In this study, we discovered for the first time a special ciliary structure in granulosa cells. Cilia are microtubule-based hair-like organelles with different functions at different stages of a cell. During cell division, it acts as a centriole; during functional phase, it acts as a sensor. Cilia protrude out of cell surface to help cell move and sense signals. It can thus be divided into two categories: motor cilia and non-motor cilia [29]. Motor cilia have a typical 9 + 2 microtubule structure. Take the tail of sperm as an example, its dysfunction is related to impaired male reproductive tract development and male infertility [30]. Non-motor cilia are also called sensory cilia, made up of microtubules. They may act as antennas, receiving and converting signals in intercellular communication [31], which is essential in the development of tissues and organs.

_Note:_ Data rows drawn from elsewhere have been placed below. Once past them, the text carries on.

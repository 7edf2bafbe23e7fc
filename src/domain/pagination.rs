// Page navigation for the display client
use std::fmt;
use std::str::FromStr;

#[derive(Debug, thiserror::Error, PartialEq, Eq)]
pub enum PaginationError {
    #[error("unknown action: {0}")]
    UnknownAction(String),
}

/// Navigation request sent by the display on each poll
#[derive(Debug, Clone, Copy, PartialEq, Eq)]
pub enum Action {
    Refresh,
    NextPage,
    PrevPage,
    FirstPage,
    LastPage,
}

impl Action {
    pub fn as_str(&self) -> &'static str {
        match self {
            Action::Refresh => "refresh",
            Action::NextPage => "next_page",
            Action::PrevPage => "prev_page",
            Action::FirstPage => "first_page",
            Action::LastPage => "last_page",
        }
    }
}

impl FromStr for Action {
    type Err = PaginationError;

    fn from_str(s: &str) -> Result<Self, Self::Err> {
        match s {
            "refresh" => Ok(Action::Refresh),
            "next_page" => Ok(Action::NextPage),
            "prev_page" => Ok(Action::PrevPage),
            "first_page" => Ok(Action::FirstPage),
            "last_page" => Ok(Action::LastPage),
            other => Err(PaginationError::UnknownAction(other.to_string())),
        }
    }
}

impl fmt::Display for Action {
    fn fmt(&self, f: &mut fmt::Formatter<'_>) -> fmt::Result {
        f.write_str(self.as_str())
    }
}

/// Compute the page to show after `action`, wrapping around `page_count`.
///
/// `current` may be out of range (a stale client); `refresh` hands it back
/// untouched while the relative moves normalise it first.
pub fn next_page_index(current: i64, action: Action, page_count: usize) -> i64 {
    let count = page_count.max(1) as i64;
    let index = current.rem_euclid(count);
    match action {
        Action::Refresh => current,
        Action::NextPage => (index + 1) % count,
        Action::PrevPage => (index + count - 1) % count,
        Action::FirstPage => 0,
        Action::LastPage => count - 1,
    }
}
use serde::Deserialize;
use std::fmt;
use std::net::SocketAddr;
use std::path::PathBuf;

use crate::infrastructure::image_processor::Palette;
use crate::infrastructure::rasterizer::RasterizerKind;

fn default_listen_addr() -> String {
    "0.0.0.0".to_string()
}

fn default_listen_port() -> u16 {
    8080
}

fn default_dashboard_dir() -> PathBuf {
    PathBuf::from("dashboards")
}

fn default_templates_dir() -> PathBuf {
    PathBuf::from("templates")
}

fn default_timezone() -> String {
    "UTC".to_string()
}

fn default_request_timeout_secs() -> u64 {
    30
}

#[derive(Debug, Deserialize, Clone)]
pub struct AppConfig {
    #[serde(default = "default_listen_addr")]
    pub listen_addr: String,
    #[serde(default = "default_listen_port")]
    pub listen_port: u16,
    #[serde(default = "default_dashboard_dir")]
    pub dashboard_dir: PathBuf,
    /// Shared partial templates available to every dashboard
    #[serde(default = "default_templates_dir")]
    pub templates_dir: PathBuf,
    #[serde(default = "default_timezone")]
    pub timezone: String,
    #[serde(default = "default_request_timeout_secs")]
    pub request_timeout_secs: u64,
    #[serde(default)]
    pub log: LogSettings,
    pub home_assistant: Option<HomeAssistantSettings>,
    #[serde(default)]
    pub renderer: RendererSettings,
    #[serde(default)]
    pub image: ImageSettings,
}

impl AppConfig {
    pub fn socket_addr(&self) -> anyhow::Result<SocketAddr> {
        let addr = format!("{}:{}", self.listen_addr, self.listen_port);
        addr.parse()
            .map_err(|e| anyhow::anyhow!("invalid listen address {}: {}", addr, e))
    }

    pub fn timezone(&self) -> anyhow::Result<chrono_tz::Tz> {
        self.timezone
            .parse()
            .map_err(|e| anyhow::anyhow!("invalid timezone {}: {}", self.timezone, e))
    }
}

#[derive(Debug, Deserialize, Clone, Copy, Default, PartialEq, Eq)]
#[serde(rename_all = "lowercase")]
pub enum LogFormat {
    #[default]
    Text,
    Json,
}

fn default_log_level() -> String {
    "info".to_string()
}

#[derive(Debug, Deserialize, Clone)]
pub struct LogSettings {
    #[serde(default = "default_log_level")]
    pub level: String,
    #[serde(default)]
    pub format: LogFormat,
    #[serde(default)]
    pub add_source: bool,
    #[serde(default)]
    pub no_color: bool,
}

impl Default for LogSettings {
    fn default() -> Self {
        Self {
            level: default_log_level(),
            format: LogFormat::default(),
            add_source: false,
            no_color: false,
        }
    }
}

fn default_ha_port() -> u16 {
    8123
}

fn default_ha_timeout_secs() -> u64 {
    10
}

#[derive(Deserialize, Clone)]
pub struct HomeAssistantSettings {
    pub host: String,
    #[serde(default = "default_ha_port")]
    pub port: u16,
    #[serde(default)]
    pub secure: bool,
    pub token: String,
    #[serde(default = "default_ha_timeout_secs")]
    pub timeout_secs: u64,
}

impl HomeAssistantSettings {
    pub fn base_url(&self) -> String {
        let scheme = if self.secure { "https" } else { "http" };
        format!("{}://{}:{}", scheme, self.host, self.port)
    }
}

// Token never reaches the logs
impl fmt::Debug for HomeAssistantSettings {
    fn fmt(&self, f: &mut fmt::Formatter<'_>) -> fmt::Result {
        f.debug_struct("HomeAssistantSettings")
            .field("host", &self.host)
            .field("port", &self.port)
            .field("secure", &self.secure)
            .field("token", &"*".repeat(self.token.len()))
            .field("timeout_secs", &self.timeout_secs)
            .finish()
    }
}

fn default_max_concurrent() -> usize {
    1
}

#[derive(Debug, Deserialize, Clone)]
pub struct RendererSettings {
    #[serde(default)]
    pub kind: RasterizerKind,
    /// Executable to run, defaults to the kind's usual binary name
    pub binary: Option<PathBuf>,
    /// Local directory the converter may read assets from
    pub assets_dir: Option<PathBuf>,
    #[serde(default = "default_max_concurrent")]
    pub max_concurrent: usize,
    #[serde(default)]
    pub extra_args: Vec<String>,
}

impl Default for RendererSettings {
    fn default() -> Self {
        Self {
            kind: RasterizerKind::default(),
            binary: None,
            assets_dir: None,
            max_concurrent: default_max_concurrent(),
            extra_args: Vec::new(),
        }
    }
}

#[derive(Debug, Deserialize, Clone, Default)]
pub struct ImageSettings {
    #[serde(default)]
    pub palette: Palette,
    pub jpeg_quality: Option<u8>,
}

/// Load `path` (extension optional) overlaid with `DASHBOARD__*` environment variables
pub fn load_config(path: &str) -> anyhow::Result<AppConfig> {
    let settings = config::Config::builder()
        .add_source(config::File::with_name(path).required(false))
        .add_source(
            config::Environment::with_prefix("DASHBOARD")
                .prefix_separator("__")
                .separator("__"),
        )
        .build()?;

    Ok(settings.try_deserialize()?)
}
// Application state for HTTP handlers
use crate::application::render_service::DashboardRenderService;
use std::path::PathBuf;

#[derive(Clone)]
pub struct AppState {
    pub render_service: DashboardRenderService,
    /// Root of the dashboard directories, assets live in `<dir>/<dashboard>/assets`
    pub dashboard_dir: PathBuf,
}
// Dashboard definition: layout, pages and the live data they need
use serde::Deserialize;
use serde_json::{Map, Value};

use super::calendar::CalendarSpec;

fn default_width() -> u32 {
    800
}

fn default_height() -> u32 {
    480
}

fn default_quality() -> u8 {
    100
}

fn default_base() -> String {
    "base.html".to_string()
}

/// Contents of `<dashboard>/config.toml`
#[derive(Debug, Clone, PartialEq, Deserialize)]
pub struct DashboardConfig {
    pub name: String,
    #[serde(default = "default_width")]
    pub width: u32,
    #[serde(default = "default_height")]
    pub height: u32,
    #[serde(default = "default_quality")]
    pub quality: u8,
    #[serde(default = "default_base")]
    pub base: String,
    pub pages: Vec<String>,
    #[serde(default)]
    pub home_assistant: HomeAssistantRequirements,
}

impl DashboardConfig {
    pub fn page_count(&self) -> usize {
        self.pages.len()
    }
}

#[derive(Debug, Clone, Default, PartialEq, Deserialize)]
pub struct HomeAssistantRequirements {
    #[serde(default)]
    pub entities: Vec<EntityConfig>,
    #[serde(default)]
    pub calendars: Vec<CalendarSpec>,
    #[serde(default)]
    pub services: Vec<ServiceConfig>,
}

impl HomeAssistantRequirements {
    pub fn is_empty(&self) -> bool {
        self.entities.is_empty() && self.calendars.is_empty() && self.services.is_empty()
    }
}

/// Entity exposed to templates under `name`
#[derive(Debug, Clone, PartialEq, Eq, Deserialize)]
pub struct EntityConfig {
    pub name: String,
    pub id: String,
}

#[derive(Debug, Clone, PartialEq, Deserialize)]
pub struct ServiceConfig {
    pub name: String,
    pub domain: String,
    pub service: String,
    #[serde(default)]
    pub data: Value,
    #[serde(default)]
    pub return_response: bool,
}

/// Base layout body plus the dashboard-wide variables from its front matter
#[derive(Debug, Clone, PartialEq)]
pub struct LayoutDefinition {
    pub body: String,
    pub vars: Map<String, Value>,
}

#[derive(Debug, Clone, PartialEq)]
pub struct PageDefinition {
    pub index: usize,
    /// File stem, the name the base layout can include the page by
    pub name: String,
    pub body: String,
    pub vars: Map<String, Value>,
}

/// Fully loaded dashboard, immutable for the duration of a render
#[derive(Debug, Clone, PartialEq)]
pub struct DashboardDefinition {
    pub config: DashboardConfig,
    pub layout: LayoutDefinition,
    pub pages: Vec<PageDefinition>,
}

impl DashboardDefinition {
    pub fn page(&self, index: usize) -> Option<&PageDefinition> {
        self.pages.get(index)
    }

    pub fn page_count(&self) -> usize {
        self.pages.len()
    }
}
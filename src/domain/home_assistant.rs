// Home Assistant data as consumed by dashboard templates
use chrono::{DateTime, FixedOffset, NaiveDate, NaiveTime, TimeZone, Utc};
use serde::{Deserialize, Serialize, Serializer};
use serde_json::{Map, Value};
use std::collections::BTreeMap;

use super::calendar::{local_midnight, CalendarDay};

#[derive(Debug, Clone, PartialEq, Serialize, Deserialize)]
pub struct EntityState {
    pub entity_id: String,
    pub state: String,
    #[serde(default)]
    pub attributes: Map<String, Value>,
    pub last_changed: DateTime<FixedOffset>,
    pub last_updated: DateTime<FixedOffset>,
}

/// Start or end of a calendar event: a whole day or a precise instant
#[derive(Debug, Clone, Copy, PartialEq, Eq, Deserialize)]
#[serde(try_from = "RawEventTime")]
pub enum EventTime {
    Date(NaiveDate),
    DateTime(DateTime<FixedOffset>),
}

#[derive(Deserialize)]
struct RawEventTime {
    #[serde(default, rename = "dateTime")]
    date_time: Option<DateTime<FixedOffset>>,
    #[serde(default)]
    date: Option<NaiveDate>,
}

impl TryFrom<RawEventTime> for EventTime {
    type Error = String;

    fn try_from(raw: RawEventTime) -> Result<Self, Self::Error> {
        match (raw.date_time, raw.date) {
            (Some(date_time), _) => Ok(EventTime::DateTime(date_time)),
            (None, Some(date)) => Ok(EventTime::Date(date)),
            (None, None) => Err("event time has neither dateTime nor date".to_string()),
        }
    }
}

impl Serialize for EventTime {
    fn serialize<S: Serializer>(&self, serializer: S) -> Result<S::Ok, S::Error> {
        match self {
            EventTime::Date(date) => serializer.collect_str(date),
            EventTime::DateTime(date_time) => serializer.serialize_str(&date_time.to_rfc3339()),
        }
    }
}

impl EventTime {
    /// Civil date in the display timezone
    pub fn civil_date<Tz: TimeZone>(&self, tz: &Tz) -> NaiveDate {
        match self {
            EventTime::Date(date) => *date,
            EventTime::DateTime(date_time) => date_time.with_timezone(tz).date_naive(),
        }
    }

    /// Instant used for ordering; whole days start at local midnight
    pub fn instant<Tz: TimeZone>(&self, tz: &Tz) -> DateTime<Utc> {
        match self {
            EventTime::Date(date) => local_midnight(*date, tz),
            EventTime::DateTime(date_time) => date_time.with_timezone(&Utc),
        }
    }

    pub fn is_midnight<Tz: TimeZone>(&self, tz: &Tz) -> bool {
        match self {
            EventTime::Date(_) => true,
            EventTime::DateTime(date_time) => date_time.with_timezone(tz).time() == NaiveTime::MIN,
        }
    }
}

#[derive(Debug, Clone, PartialEq, Serialize, Deserialize)]
pub struct CalendarEvent {
    pub summary: String,
    pub start: EventTime,
    pub end: EventTime,
    #[serde(default)]
    pub description: Option<String>,
    #[serde(default)]
    pub location: Option<String>,
}

impl CalendarEvent {
    /// Last civil day the event occupies. An end exactly at midnight belongs
    /// to the day before, which is how feeds encode whole-day events.
    pub fn last_day<Tz: TimeZone>(&self, tz: &Tz) -> NaiveDate {
        let end = self.end.civil_date(tz);
        if self.end.is_midnight(tz) {
            end.pred_opt().unwrap_or(end)
        } else {
            end
        }
    }
}

/// Outcome of a service invocation, shaped by whether a response was requested
#[derive(Debug, Clone, PartialEq, Serialize)]
#[serde(untagged)]
pub enum ServiceCallResult {
    ChangedStates(Vec<EntityState>),
    Response(Value),
}

/// Everything fetched from Home Assistant for one render. Ordered maps keep
/// the template output stable between renders of the same data.
#[derive(Debug, Clone, Default, PartialEq, Serialize)]
pub struct HomeAssistantData {
    pub entities: BTreeMap<String, EntityState>,
    pub calendars: BTreeMap<String, Vec<CalendarDay>>,
    pub services: BTreeMap<String, ServiceCallResult>,
}
use clap::{Parser, Subcommand};
use std::path::PathBuf;

#[derive(Parser)]
#[command(name = "dotnet-helper")]
#[command(author, version, about, long_about = None)]
pub struct Cli {
    #[command(subcommand)]
    pub command: Commands,

    /// Enable verbose logging
    #[arg(short, long, global = true)]
    pub verbose: bool,

    /// Path to a config file (defaults to the user config directory)
    #[arg(long, global = true, env = "DOTNET_HELPER_CONFIG")]
    pub config: Option<PathBuf>,
}

#[derive(Subcommand)]
pub enum Commands {
    /// Restore the dependencies of a .NET project
    Restore {
        /// Path to the project directory
        #[arg(value_name = "DIRECTORY")]
        path: Option<PathBuf>,

        /// Pass --verbosity minimal to the SDK
        #[arg(short, long)]
        quiet: bool,

        /// Run the SDK through the OS shell
        #[arg(long)]
        shell: bool,
    },

    /// Publish a .NET project into an output directory
    Publish {
        /// Path to the project directory
        #[arg(value_name = "DIRECTORY")]
        path: Option<PathBuf>,

        /// Directory receiving the published application
        #[arg(short, long)]
        output: PathBuf,

        /// Target framework moniker (e.g., net6.0)
        /// Uses the configured default when not specified
        #[arg(short, long)]
        framework: Option<String>,

        /// Run the SDK through the OS shell
        #[arg(long)]
        shell: bool,
    },

    /// Run the SDK with arbitrary arguments
    Exec {
        /// Working directory for the SDK
        #[arg(long, value_name = "DIRECTORY")]
        dir: Option<PathBuf>,

        /// Arguments passed to the SDK, joined into one argument string.
        /// Arguments with spaces are quoted for the platform shell; on Windows
        /// they may not contain double quotes
        #[arg(last = true, required = true)]
        args: Vec<String>,
    },

    /// Show which SDK executable would be used
    Locate,

    /// Show version information
    Version,
}
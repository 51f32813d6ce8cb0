//! Locating the .NET SDK executable
//!
//! The SDK is looked up in three conventional install directories, in order:
//! an explicit `DOTNET_INSTALL_DIR`, `$HOME/.dotnet`, and
//! `$LocalAppData/Microsoft/dotnet`. When none of them exists the bare command
//! name is returned and left to the OS search path.

use crate::constants::{env, install, DOTNET_APP_NAME};
use std::collections::HashMap;
use std::path::{Path, PathBuf};
use tracing::debug;


/// Source of environment variables consulted during resolution
pub trait Environment: Send + Sync {
    /// Look up a variable, returning `None` when it is unset
    fn var(&self, key: &str) -> Option<String>;
}

/// Reads variables from the current process environment
#[derive(Debug, Clone, Copy, Default)]
pub struct ProcessEnvironment;

impl Environment for ProcessEnvironment {
    fn var(&self, key: &str) -> Option<String> {
        std::env::var(key).ok()
    }
}

impl Environment for HashMap<String, String> {
    fn var(&self, key: &str) -> Option<String> {
        self.get(key).cloned()
    }
}

/// Resolves the SDK install directory and executable.
///
/// Nothing is cached: every query re-reads the environment and the filesystem.
pub struct DotnetLocator {
    env: Box<dyn Environment>,
}

impl Default for DotnetLocator {
    fn default() -> Self {
        Self::new()
    }
}

impl DotnetLocator {
    /// Create a locator backed by the process environment
    pub fn new() -> Self {
        Self::with_environment(ProcessEnvironment)
    }

    /// Create a locator backed by a custom environment
    pub fn with_environment(env: impl Environment + 'static) -> Self {
        Self { env: Box::new(env) }
    }

    /// First existing install directory, if any, as an absolute path
    pub fn dotnet_path(&self) -> Option<PathBuf> {
        if let Some(dir) = self.env.var(env::INSTALL_DIR) {
            let path = PathBuf::from(expand_env_vars(&dir, &*self.env));
            if let Some(path) = existing_dir(path) {
                debug!("Using {} at {}", env::INSTALL_DIR, path.display());
                return Some(path);
            }
        }

        if let Some(home) = self.env.var(env::HOME) {
            if let Some(path) = existing_dir(Path::new(&home).join(install::HOME_SUBDIR)) {
                debug!("Using per-user install at {}", path.display());
                return Some(path);
            }
        }

        if let Some(local_app_data) = self.env.var(env::LOCAL_APP_DATA) {
            let path = Path::new(&local_app_data)
                .join(install::VENDOR)
                .join(install::TOOL);
            if let Some(path) = existing_dir(path) {
                debug!("Using local app data install at {}", path.display());
                return Some(path);
            }
        }

        None
    }

    /// Full path to the executable, or the bare command name when no install
    /// directory was found
    pub fn dotnet_executable(&self) -> PathBuf {
        match self.dotnet_path() {
            Some(dir) => dir.join(DOTNET_APP_NAME),
            None => PathBuf::from(DOTNET_APP_NAME),
        }
    }
}

/// Whether `program` is the bare command name rather than a resolved path
pub fn is_bare_command(program: &Path) -> bool {
    program == Path::new(DOTNET_APP_NAME)
}

/// Anchor an existing directory to the current directory.
///
/// The child runs in its own working directory, so a relative program path
/// would otherwise be resolved against the wrong place.
fn existing_dir(path: PathBuf) -> Option<PathBuf> {
    if !path.is_dir() {
        return None;
    }
    match std::path::absolute(&path) {
        Ok(absolute) => Some(absolute),
        Err(e) => {
            debug!("Cannot make {} absolute: {}", path.display(), e);
            Some(path)
        }
    }
}

/// Expand `%NAME%` references, as Windows does for environment strings.
///
/// References to unset variables are kept as written. `$` has no meaning.
pub fn expand_env_vars(value: &str, env: &dyn Environment) -> String {
    let mut out = String::with_capacity(value.len());
    let mut rest = value;

    while let Some(start) = rest.find('%') {
        out.push_str(&rest[..start]);
        let body = &rest[start + 1..];

        let Some(end) = body.find('%') else {
            out.push('%');
            rest = body;
            continue;
        };

        let name = &body[..end];
        match env.var(name).filter(|_| !name.is_empty()) {
            Some(v) => {
                out.push_str(&v);
                rest = &body[end + 1..];
            }
            None => {
                // The closing % may open the next reference
                out.push('%');
                out.push_str(name);
                rest = &body[end..];
            }
        }
    }

    out.push_str(rest);
    out
}
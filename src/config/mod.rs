use crate::constants::{DEFAULT_FRAMEWORK, PUBLISH_TIMEOUT, RESTORE_TIMEOUT};
use anyhow::Context;
use serde::{Deserialize, Serialize};
use std::path::Path;
use std::time::Duration;
use tracing::debug;


#[derive(Debug, Clone, PartialEq, Eq, Serialize, Deserialize)]
pub struct Config {
    /// Target framework used by publish when none is given
    #[serde(default = "default_framework")]
    pub default_framework: String,

    /// Seconds to wait for `dotnet restore`
    #[serde(default = "default_restore_timeout_secs")]
    pub restore_timeout_secs: u64,

    /// Seconds to wait for `dotnet publish`
    #[serde(default = "default_publish_timeout_secs")]
    pub publish_timeout_secs: u64,
}

fn default_framework() -> String {
    DEFAULT_FRAMEWORK.to_string()
}

fn default_restore_timeout_secs() -> u64 {
    RESTORE_TIMEOUT.as_secs()
}

fn default_publish_timeout_secs() -> u64 {
    PUBLISH_TIMEOUT.as_secs()
}

impl Default for Config {
    fn default() -> Self {
        Self {
            default_framework: default_framework(),
            restore_timeout_secs: default_restore_timeout_secs(),
            publish_timeout_secs: default_publish_timeout_secs(),
        }
    }
}

impl Config {
    /// Load `dotnet-helper/config.toml` from the user config directory,
    /// falling back to defaults when it does not exist
    pub fn load() -> anyhow::Result<Self> {
        if let Some(config_dir) = dirs::config_dir() {
            let config_path = config_dir.join("dotnet-helper").join("config.toml");
            if config_path.exists() {
                return Self::from_file(&config_path);
            }
        }
        Ok(Config::default())
    }

    pub fn from_file(path: &Path) -> anyhow::Result<Self> {
        debug!("Loading config from {}", path.display());
        let content = std::fs::read_to_string(path)
            .with_context(|| format!("Failed to read config file {}", path.display()))?;
        let config: Config = toml::from_str(&content)
            .with_context(|| format!("Failed to parse config file {}", path.display()))?;
        Ok(config)
    }

    /// Default target framework; an empty setting means the built-in default
    pub fn framework(&self) -> &str {
        if self.default_framework.is_empty() {
            DEFAULT_FRAMEWORK
        } else {
            &self.default_framework
        }
    }

    pub fn restore_timeout(&self) -> Duration {
        Duration::from_secs(self.restore_timeout_secs)
    }

    pub fn publish_timeout(&self) -> Duration {
        Duration::from_secs(self.publish_timeout_secs)
    }
}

Although cilia are reported to be ubiquitous in cells, their existence and function in granulosa cells are still controversial [32]. Our study showed that each of the analyzed cGCs had a cilium lacking a central microtubule. The cilia protrude out of the cell surface in random directions. We hypothesize that they may help the cGCs to perceive the external micro-environment and make adjustment according physiological activity.

Studies have shown that cilia have abundant Ca2+ permeable membrane channels, activation of which can cause Ca2+ influx. Is calcium channel the main sensing channel in granulosa cell cilia? What signals do the cilia sense? What kind of cell activities can they regulate? What is the role of cilia in luteinization of granulosa cells? What is the association between the cilia and infertility? All of these questions deserve further study.